A preliminary study conducted by the National Atmospheric Resource and Environment Research Laboratory at the Central Department of Physics, Tribhuvan University had stated Western and Far-western regions of the country have vast wind energy resources that could be extracted commercially. The study has shown Dadeldhura and Darchula in Far-west and Mustang, Palpa and Gulmi in Western Region have hundreds of megawatts of wind power potential.
Former National Planning Commission Vice-chairman Govinda Raj Pokhrel said the main challenge for wind energy promotion was the lack of a tangible policy. “The government does not have the policy regarding terms and conditions, facilities to be given by the state and Power Purchase Agreement rate among others.”
Another issue is related to logistics. Since wind energy generation requires installation huge wind turbines, shipping such large equipment to the northern belt, where the wind power potential high, is difficult due to poor road infrastructure.
“The infrastructure development cost for wind power is usually lower compared to hydropower.
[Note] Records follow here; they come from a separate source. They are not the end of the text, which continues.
use crate::fault::Fault;
use crate::memory::MAX_MEMORY;

/// A flat, byte-addressable, little-endian memory bank of fixed capacity.
///
/// Owned exclusively by the running `Machine` for the process lifetime.
/// Every access is bounds-checked; a read or write whose last touched byte
/// falls outside `[0, MAX_MEMORY)` fails with `Fault::MemoryOutOfBounds`
/// instead of panicking, and never partially applies.
#[derive(Clone)]
pub struct FlatMemory {
    data: Vec<u8>,
}

impl FlatMemory {
    pub fn new() -> Self {
        FlatMemory {
            data: vec![0; MAX_MEMORY as usize],
        }
    }

    pub fn capacity(&self) -> u32 {
        self.data.len() as u32
    }

    fn check_bounds(&self, addr: u32, len: u32) -> Result<(), Fault> {
        let end = addr.checked_add(len).ok_or(Fault::MemoryOutOfBounds(addr, len))?;
        if end > self.capacity() {
            return Err(Fault::MemoryOutOfBounds(addr, len));
        }
        Ok(())
    }

    pub fn read_u8(&self, addr: u32) -> Result<u8, Fault> {
        self.check_bounds(addr, 1)?;
        Ok(self.data[addr as usize])
    }

    pub fn read_u16(&self, addr: u32) -> Result<u16, Fault> {
        self.check_bounds(addr, 2)?;
        let i = addr as usize;
        Ok(u16::from_le_bytes([self.data[i], self.data[i + 1]]))
    }

    pub fn read_u32(&self, addr: u32) -> Result<u32, Fault> {
        self.check_bounds(addr, 4)?;
        let i = addr as usize;
        Ok(u32::from_le_bytes([
            self.data[i],
            self.data[i + 1],
            self.data[i + 2],
            self.data[i + 3],
        ]))
    }

    pub fn write_u8(&mut self, addr: u32, val: u8) -> Result<(), Fault> {
        self.check_bounds(addr, 1)?;
        self.data[addr as usize] = val;
        Ok(())
    }

    pub fn write_u16(&mut self, addr: u32, val: u16) -> Result<(), Fault> {
        self.check_bounds(addr, 2)?;
        let i = addr as usize;
        self.data[i..i + 2].copy_from_slice(&val.to_le_bytes());
        Ok(())
    }

    pub fn write_u32(&mut self, addr: u32, val: u32) -> Result<(), Fault> {
        self.check_bounds(addr, 4)?;
        let i = addr as usize;
        self.data[i..i + 4].copy_from_slice(&val.to_le_bytes());
        Ok(())
    }

    /// raw-slice read, used by the loader and diagnostics
    pub fn read_slice(&self, addr: u32, len: usize) -> Result<&[u8], Fault> {
        self.check_bounds(addr, len as u32)?;
        let i = addr as usize;
        Ok(&self.data[i..i + len])
    }

    /// raw-slice write, used by the loader
    pub fn write_slice(&mut self, addr: u32, bytes: &[u8]) -> Result<(), Fault> {
        self.check_bounds(addr, bytes.len() as u32)?;
        let i = addr as usize;
        self.data[i..i + bytes.len()].copy_from_slice(bytes);
        Ok(())
    }
}

impl Default for FlatMemory {
    fn default() -> Self {
        Self::new()
    }
}

#[cfg(test)]
#[path = "./flat_memory_test.rs"]
mod flat_memory_test;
The case, however, is not same as far as Nepal is concerned as they are several constraints, mostly regarding to road,” said Pokhrel, who is also former AEPC executive director.
He said given’s Nepal geographical situation, the logistics will have to be shipped via high-capacity choppers. This means, the cost of wind energy would be higher than that of hydro electricity.
Despite such hindrances, Pokhrel said the country should promote wind power. “Nepal is vulnerable to natural disasters. Hence, there needs to be 10-15 percent support of alternative energy, including wind and solar,” he said.